2024 SPRING COUTURE CHANEL | 服好き・ゴルフ好きMDのファッション忘備録

服好き・ゴルフ好きMDのファッション忘備録

業界歴30年超え、セレクト取締役MDのち現在フリーMD

いくつになっても PREPPY STYLE...
Twitter:PREPPy



シャネルジャケットの下には裏地付きシアースカートでタイツ見せ



シャネルコートにもポケット下にシアー素材乗せ



シャネルツイードワンピースのスカート部分にはシアーさんでタイツ見せ



スカートはベルト部分だけシャネルツイードでスカートは黒シアー素材



シャネルツイードスカートの上からシアー素材



シャネルツイードのベルトとポケットにシアー素材


って、ほとんどタイツ姿だけど



シャネルツイードの裾と袖にシアー素材



シアー素材パンツ



シアー素材スリーブとスカート



シアー素材ボリュームスカート



プリントトップの上にシアー素材ドレス



 顧客とメゾンとの親密な関係で作られるオートクチュールといえども、モダニズムから逃れることはできない。顧客とメゾンとの閉ざされた世界にとどまっているだけでは、いずれ保守的でマンネリなものになりかねない。絶えず時代と切り結ぶことはオートクチュールにも必要なこと。シャネルの24年春夏を見て、改めてそんなことを考えさせられた。

 キーとなるスタイルは、白いタイツやボディースーツと組み合わせたもの。ショーの冒頭に登場するのは、シャネルのアイコンともいえるツイードタッチのジャケット。しかしボトムはチュールをかぶせながらも白いタイツをあらわにする。ふわふわのフラワー刺繍をつないだような繊細なジャケットにも、シャープな白いタイツでコントラストを利かせる。サテンとビジューのミドリフトップのスーツは、下に着たボディースーツと組み合わせる。ビジュー刺繍を飾ったブラトップとボディースーツのスタイルもある。

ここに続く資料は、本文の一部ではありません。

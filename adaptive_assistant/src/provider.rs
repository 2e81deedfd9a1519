use crate::instruction::Instruction;
use anyhow::Result;
use async_trait::async_trait;
use serde::{Deserialize, Serialize};
use serde_json::{Map, Value};
use std::time::Duration;

/// A pluggable capability that can claim and execute instructions.
///
/// `can_handle` must be a pure, bounded-time check: the router calls it for
/// every registered provider on every request and assumes it cannot block.
/// `execute` may block on I/O. Returning `Err` (or panicking, or overrunning
/// the timeout) is converted into a failed result by the coordinator.
#[async_trait]
pub trait CapabilityProvider: Send + Sync {
    /// Unique identity within a registry.
    fn id(&self) -> &str;

    fn description(&self) -> &str {
        ""
    }

    /// Example instructions offered as hints when nothing matches.
    fn examples(&self) -> Vec<String> {
        Vec::new()
    }

    fn can_handle(&self, instruction: &Instruction) -> bool;

    async fn execute(&self, instruction: &Instruction) -> Result<ProviderOutput>;

    /// Upper bound for one `execute` call. `None` uses the coordinator default.
    fn timeout(&self) -> Option<Duration> {
        None
    }

    /// True when the provider drives a single exclusive resource and must not
    /// run alongside other providers of the same batch.
    fn requires_exclusive(&self) -> bool {
        false
    }
}

/// What a provider hands back from a completed `execute` call.
#[derive(Debug, Clone, Default, PartialEq, Serialize, Deserialize)]
pub struct ProviderOutput {
    pub success: bool,
    pub payload: Value,
    #[serde(skip_serializing_if = "Option::is_none")]
    pub error: Option<String>,
    #[serde(default, skip_serializing_if = "Map::is_empty")]
    pub metadata: Map<String, Value>,
}

impl ProviderOutput {
    pub fn success(payload: Value) -> Self {
        Self {
            success: true,
            payload,
            error: None,
            metadata: Map::new(),
        }
    }

    /// A completed run that did not achieve the requested work.
    pub fn failure(payload: Value, error: impl Into<String>) -> Self {
        Self {
            success: false,
            payload,
            error: Some(error.into()),
            metadata: Map::new(),
        }
    }

    pub fn with_metadata(mut self, key: impl Into<String>, value: impl Into<Value>) -> Self {
        self.metadata.insert(key.into(), value.into());
        self
    }
}
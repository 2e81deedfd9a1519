//! Runs claimed providers and collects one result per claim.

use futures::future::{join_all, FutureExt};
use serde::{Deserialize, Serialize};
use std::panic::AssertUnwindSafe;
use std::sync::Arc;
use std::time::{Duration, Instant};
use tracing::{error, info, instrument, warn};

use crate::{
    error::ExecutionFault,
    instruction::Instruction,
    outcome::ExecutionResult,
    provider::CapabilityProvider,
    router::CapabilityClaim,
};

/// How providers of one batch are scheduled.
#[derive(Debug, Clone, Copy, PartialEq, Eq, Default, Serialize, Deserialize)]
#[serde(rename_all = "lowercase")]
pub enum ExecutionMode {
    /// One provider at a time, in claim order.
    #[default]
    Sequential,
    /// Non-exclusive providers run together; exclusive ones then run alone, one at a time.
    Concurrent,
}

#[derive(Debug, Clone)]
pub struct CoordinatorConfig {
    pub mode: ExecutionMode,
    pub default_timeout: Duration,
}

impl Default for CoordinatorConfig {
    fn default() -> Self {
        Self {
            mode: ExecutionMode::Sequential,
            default_timeout: Duration::from_secs(30),
        }
    }
}

#[derive(Debug, Clone, Default)]
pub struct ExecutionCoordinator {
    config: CoordinatorConfig,
}

impl ExecutionCoordinator {
    pub fn new(config: CoordinatorConfig) -> Self {
        Self { config }
    }

    pub fn config(&self) -> &CoordinatorConfig {
        &self.config
    }

    /// Execute every claim and return results in claim order, one per claim.
    /// A failing, panicking or stalled provider only affects its own result.
    #[instrument(skip_all, fields(instruction_id = %instruction.id(), claims = claims.len()))]
    pub async fn execute_all(&self, instruction: &Instruction, claims: &[CapabilityClaim]) -> Vec<ExecutionResult> {
        match self.config.mode {
            ExecutionMode::Sequential => {
                let mut results = Vec::with_capacity(claims.len());
                for claim in claims {
                    results.push(self.execute_one(instruction, claim.provider()).await);
                }
                results
            }
            ExecutionMode::Concurrent => self.execute_concurrently(instruction, claims).await,
        }
    }

    async fn execute_concurrently(&self, instruction: &Instruction, claims: &[CapabilityClaim]) -> Vec<ExecutionResult> {
        let (exclusive, shared): (Vec<_>, Vec<_>) = claims
            .iter()
            .enumerate()
            .partition(|(_, claim)| claim.provider().requires_exclusive());

        // Exclusive providers run one at a time once the shared group is done.
        let shared_done = join_all(shared.iter().map(|(index, claim)| async move {
            (*index, self.execute_one(instruction, claim.provider()).await)
        }))
        .await;

        let mut exclusive_done = Vec::with_capacity(exclusive.len());
        for (index, claim) in &exclusive {
            exclusive_done.push((*index, self.execute_one(instruction, claim.provider()).await));
        }

        let mut slots: Vec<Option<ExecutionResult>> = vec![None; claims.len()];
        for (index, result) in shared_done.into_iter().chain(exclusive_done) {
            slots[index] = Some(result);
        }
        slots.into_iter().flatten().collect()
    }

    #[instrument(skip_all, fields(provider = %provider.id()))]
    async fn execute_one(&self, instruction: &Instruction, provider: &Arc<dyn CapabilityProvider>) -> ExecutionResult {
        let id = provider.id();
        let limit = provider.timeout().unwrap_or(self.config.default_timeout);
        let started = Instant::now();

        let guarded = AssertUnwindSafe(provider.execute(instruction)).catch_unwind();
        let outcome = tokio::time::timeout(limit, guarded).await;
        let elapsed = started.elapsed();

        match outcome {
            Ok(Ok(Ok(output))) => {
                let result = ExecutionResult::from_output(id, output, elapsed);
                if result.success {
                    info!(elapsed_ms = elapsed.as_millis() as u64, "Provider completed");
                } else {
                    warn!(error = ?result.error, "Provider reported failure");
                }
                result
            }
            Ok(Ok(Err(e))) => {
                error!("Provider '{}' execution failed: {:#}", id, e);
                ExecutionResult::from_fault(id, ExecutionFault::Failed(format!("{:#}", e)), elapsed)
            }
            Ok(Err(panic)) => {
                let message = panic_message(panic.as_ref());
                error!("Provider '{}' panicked: {}", id, message);
                ExecutionResult::from_fault(id, ExecutionFault::Panicked(message), elapsed)
            }
            Err(_) => {
                error!("Provider '{}' execution timed out after {:?}", id, limit);
                ExecutionResult::from_fault(id, ExecutionFault::TimedOut(limit), elapsed)
            }
        }
    }
}

fn panic_message(payload: &(dyn std::any::Any + Send)) -> String {
    if let Some(s) = payload.downcast_ref::<&str>() {
        s.to_string()
    } else if let Some(s) = payload.downcast_ref::<String>() {
        s.clone()
    } else {
        "unknown panic payload".to_string()
    }
}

 繊細な手仕事の技を生かしたトップに対して、削り落としたミニマルなボトムライン。それは、昨今の体のラインをあらわにする「ボディープライズ(体への称賛)」のトレンドと重なって見える。ミドリフトップでウエストをのぞかせ、タイツで脚線美をアピールするトレンドだ。コンサバティブと思われがちなオートクチュールの世界で、ボディーラインを強調するスタイルをどこまで取り入れられるのか。そんな意図を感じることができる。

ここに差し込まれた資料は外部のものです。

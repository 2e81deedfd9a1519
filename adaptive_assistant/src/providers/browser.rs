//! Browser provider. Turns instruction text into a short action plan and
//! runs it through a [`BrowserDriver`] that owns the browser session.

use anyhow::{anyhow, Result};
use async_trait::async_trait;
use once_cell::sync::Lazy;
use regex::Regex;
use serde::{Deserialize, Serialize};
use serde_json::{json, Value};
use std::process::Stdio;
use std::time::Duration;
use tokio::process::Command;
use tokio::sync::Mutex;
use tracing::{info, instrument, warn};

use crate::{
    instruction::Instruction,
    provider::{CapabilityProvider, ProviderOutput},
    settings::BrowserProviderConfig,
};

const KEYWORDS: &[&str] = &[
    "browser", "chrome", "firefox", "website", "login", "gmail", "email", "web", "navigate", "click", "open",
    "url",
];

static URL: Lazy<Regex> = Lazy::new(|| Regex::new(r"https?://[^\s'\x22]+").expect("valid url regex"));

#[derive(Debug, Clone, PartialEq, Eq, Serialize, Deserialize)]
#[serde(tag = "type", rename_all = "snake_case")]
pub enum BrowserAction {
    OpenBrowser { browser: String },
    Navigate { url: String },
    Login { service: String },
    ClickFirstEmail,
}

/// Session-level browser operations. Implementations own one browser
/// session; the provider serialises access to it.
#[async_trait]
pub trait BrowserDriver: Send {
    async fn open(&mut self, browser: &str) -> Result<Value>;
    async fn navigate(&mut self, url: &str) -> Result<Value>;
    async fn login(&mut self, service: &str) -> Result<Value>;
    async fn click_first_email(&mut self) -> Result<Value>;
}

/// Opens URLs with the platform's default opener. Anything that needs DOM
/// access is reported as unsupported.
pub struct SystemOpenerDriver {
    current_browser: Option<String>,
    headless: bool,
}

impl SystemOpenerDriver {
    pub fn new(headless: bool) -> Self {
        Self {
            current_browser: None,
            headless,
        }
    }

    fn opener() -> (&'static str, &'static [&'static str]) {
        if cfg!(target_os = "macos") {
            ("open", &[])
        } else if cfg!(target_os = "windows") {
            ("cmd", &["/C", "start", ""])
        } else {
            ("xdg-open", &[])
        }
    }
}

#[async_trait]
impl BrowserDriver for SystemOpenerDriver {
    async fn open(&mut self, browser: &str) -> Result<Value> {
        self.current_browser = Some(browser.to_string());
        Ok(json!({ "message": format!("Selected {} browser", browser) }))
    }

    async fn navigate(&mut self, url: &str) -> Result<Value> {
        if self.headless {
            return Err(anyhow!("Headless navigation needs an automation driver; the system opener is interactive only"));
        }
        let (program, prefix) = Self::opener();
        let status = Command::new(program)
            .args(prefix)
            .arg(url)
            .stdin(Stdio::null())
            .stdout(Stdio::null())
            .stderr(Stdio::null())
            .status()
            .await
            .map_err(|e| anyhow!("Failed to launch '{}': {}", program, e))?;

        if !status.success() {
            return Err(anyhow!("'{}' exited with {} while opening {}", program, status, url));
        }
        Ok(json!({
            "message": format!("Navigated to {}", url),
            "current_url": url,
            "browser": self.current_browser,
        }))
    }

    async fn login(&mut self, service: &str) -> Result<Value> {
        Err(anyhow!("Login to '{}' requires a browser automation driver", service))
    }

    async fn click_first_email(&mut self) -> Result<Value> {
        Err(anyhow!("Clicking page elements requires a browser automation driver"))
    }
}

pub struct BrowserProvider {
    driver: Mutex<Box<dyn BrowserDriver>>,
    default_browser: String,
    timeout: Duration,
}

impl BrowserProvider {
    pub fn new(config: &BrowserProviderConfig, driver: Box<dyn BrowserDriver>) -> Self {
        Self {
            driver: Mutex::new(driver),
            default_browser: config.default_browser.clone(),
            timeout: Duration::from_secs(config.timeout_seconds),
        }
    }

    pub fn with_system_opener(config: &BrowserProviderConfig) -> Self {
        Self::new(config, Box::new(SystemOpenerDriver::new(config.headless)))
    }

    pub fn plan(&self, instruction: &Instruction) -> Vec<BrowserAction> {
        let text = instruction.normalized_text();
        let mut actions = Vec::new();

        if text.contains("chrome") {
            actions.push(BrowserAction::OpenBrowser { browser: "chrome".to_string() });
        } else if text.contains("browser") {
            actions.push(BrowserAction::OpenBrowser { browser: self.default_browser.clone() });
        }
        if text.contains("firefox") {
            actions.push(BrowserAction::OpenBrowser { browser: "firefox".to_string() });
        }

        if let Some(url) = URL.find(instruction.text()) {
            actions.push(BrowserAction::Navigate { url: url.as_str().to_string() });
        } else if text.contains("gmail") {
            actions.push(BrowserAction::Navigate { url: "https://gmail.com".to_string() });
        }

        if text.contains("login") {
            actions.push(BrowserAction::Login { service: "gmail".to_string() });
        }
        if text.contains("first email") || text.contains("first mail") {
            actions.push(BrowserAction::ClickFirstEmail);
        }
        actions
    }
}

#[async_trait]
impl CapabilityProvider for BrowserProvider {
    fn id(&self) -> &str {
        "browser"
    }

    fn description(&self) -> &str {
        "Handles web browser automation, login, navigation and interactions"
    }

    fn examples(&self) -> Vec<String> {
        vec!["open chrome and go to gmail".to_string()]
    }

    fn can_handle(&self, instruction: &Instruction) -> bool {
        let text = instruction.normalized_text();
        KEYWORDS.iter().any(|k| text.contains(k))
    }

    #[instrument(skip_all, fields(instruction_id = %instruction.id()))]
    async fn execute(&self, instruction: &Instruction) -> Result<ProviderOutput> {
        let actions = self.plan(instruction);
        if actions.is_empty() {
            return Ok(ProviderOutput::failure(json!([]), "No browser actions recognised in instruction")
                .with_metadata("actions_executed", 0));
        }

        let mut driver = self.driver.lock().await;
        let mut steps = Vec::with_capacity(actions.len());
        let mut failures = 0;

        for action in &actions {
            let outcome = match action {
                BrowserAction::OpenBrowser { browser } => driver.open(browser).await,
                BrowserAction::Navigate { url } => driver.navigate(url).await,
                BrowserAction::Login { service } => driver.login(service).await,
                BrowserAction::ClickFirstEmail => driver.click_first_email().await,
            };
            match outcome {
                Ok(detail) => {
                    info!(action = ?action, "Browser action completed");
                    steps.push(json!({ "action": action, "success": true, "detail": detail }));
                }
                Err(e) => {
                    warn!(action = ?action, "Browser action failed: {:#}", e);
                    failures += 1;
                    steps.push(json!({ "action": action, "success": false, "error": format!("{:#}", e) }));
                }
            }
        }
        drop(driver);

        let payload = Value::Array(steps);
        let output = if failures == 0 {
            ProviderOutput::success(payload)
        } else {
            ProviderOutput::failure(payload, format!("{} of {} browser actions failed", failures, actions.len()))
        };
        Ok(output.with_metadata("actions_executed", actions.len()))
    }

    fn timeout(&self) -> Option<Duration> {
        Some(self.timeout)
    }

    fn requires_exclusive(&self) -> bool {
        true
    }
}

#[cfg(test)]
mod tests {
    use super::*;
    use std::sync::Arc;

    #[derive(Clone, Default)]
    struct RecordingDriver {
        calls: Arc<parking_lot::Mutex<Vec<String>>>,
        fail_login: bool,
    }

    #[async_trait]
    impl BrowserDriver for RecordingDriver {
        async fn open(&mut self, browser: &str) -> Result<Value> {
            self.calls.lock().push(format!("open:{browser}"));
            Ok(json!("opened"))
        }

        async fn navigate(&mut self, url: &str) -> Result<Value> {
            self.calls.lock().push(format!("navigate:{url}"));
            Ok(json!({ "current_url": url }))
        }

        async fn login(&mut self, service: &str) -> Result<Value> {
            self.calls.lock().push(format!("login:{service}"));
            if self.fail_login {
                Err(anyhow!("credentials unavailable"))
            } else {
                Ok(json!("logged in"))
            }
        }

        async fn click_first_email(&mut self) -> Result<Value> {
            self.calls.lock().push("click_first_email".to_string());
            Ok(json!("clicked"))
        }
    }

    fn provider(driver: RecordingDriver) -> BrowserProvider {
        BrowserProvider::new(&BrowserProviderConfig::default(), Box::new(driver))
    }

    #[test]
    fn plans_actions_from_text() {
        let p = provider(RecordingDriver::default());
        assert_eq!(
            p.plan(&Instruction::new("Open Chrome and go to Gmail, then open first email")),
            vec![
                BrowserAction::OpenBrowser { browser: "chrome".into() },
                BrowserAction::Navigate { url: "https://gmail.com".into() },
                BrowserAction::ClickFirstEmail,
            ]
        );
        assert_eq!(
            p.plan(&Instruction::new("navigate to https://example.com/Docs in the browser")),
            vec![
                BrowserAction::OpenBrowser { browser: "chrome".into() },
                BrowserAction::Navigate { url: "https://example.com/Docs".into() },
            ]
        );
    }

    #[test]
    fn claims_browser_keywords() {
        let p = provider(RecordingDriver::default());
        assert!(p.can_handle(&Instruction::new("login to gmail")));
        assert!(!p.can_handle(&Instruction::new("check disk space")));
        assert!(p.requires_exclusive());
    }

    #[tokio::test]
    async fn runs_plan_through_driver() {
        let driver = RecordingDriver::default();
        let calls = driver.calls.clone();
        let output = provider(driver)
            .execute(&Instruction::new("open chrome and go to gmail"))
            .await
            .unwrap();

        assert!(output.success);
        assert_eq!(output.metadata["actions_executed"], json!(2));
        assert_eq!(*calls.lock(), vec!["open:chrome", "navigate:https://gmail.com"]);
        assert_eq!(output.payload[1]["action"]["type"], json!("navigate"));
    }

    #[tokio::test]
    async fn any_failed_action_fails_the_run() {
        let driver = RecordingDriver { fail_login: true, ..Default::default() };
        let output = provider(driver)
            .execute(&Instruction::new("login to gmail"))
            .await
            .unwrap();

        assert!(!output.success);
        assert_eq!(output.error.as_deref(), Some("1 of 2 browser actions failed"));
        assert_eq!(output.payload[1]["error"], json!("credentials unavailable"));
    }

    #[tokio::test]
    async fn empty_plan_is_a_reported_failure() {
        let output = provider(RecordingDriver::default())
            .execute(&Instruction::new("what is on the web today"))
            .await
            .unwrap();
        assert!(!output.success);
        assert_eq!(output.metadata["actions_executed"], json!(0));
    }

    #[tokio::test]
    async fn opener_driver_refuses_dom_actions() {
        let mut driver = SystemOpenerDriver::new(true);
        assert!(driver.open("firefox").await.is_ok());
        assert!(driver.navigate("https://example.com").await.is_err());
        assert!(driver.login("gmail").await.is_err());
        assert!(driver.click_first_email().await.is_err());
    }
}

 ココ・シャネルの時代、このブランドはひざを見せることさえ良しとしなかった。カール・ラガーフェルドに代わって、初めてミニスタイルが登場した。そして、ヴィルジニー・ヴィアールは大胆なボトムレスを彼女流の解釈で表現した。それはクチュールをバレエとダンスの世界と結び付けたもの。「身体と衣服が持つ力と優雅さを、チュールやフリル、プリーツ、レースで構成された、極めて軽やかで優美なコレクションに集約させようと試みました」とヴィアール。

 常に外部からの刺激を得て美しさの有り様を進歩させようとする姿勢。それが伝統を進化させることにつながる。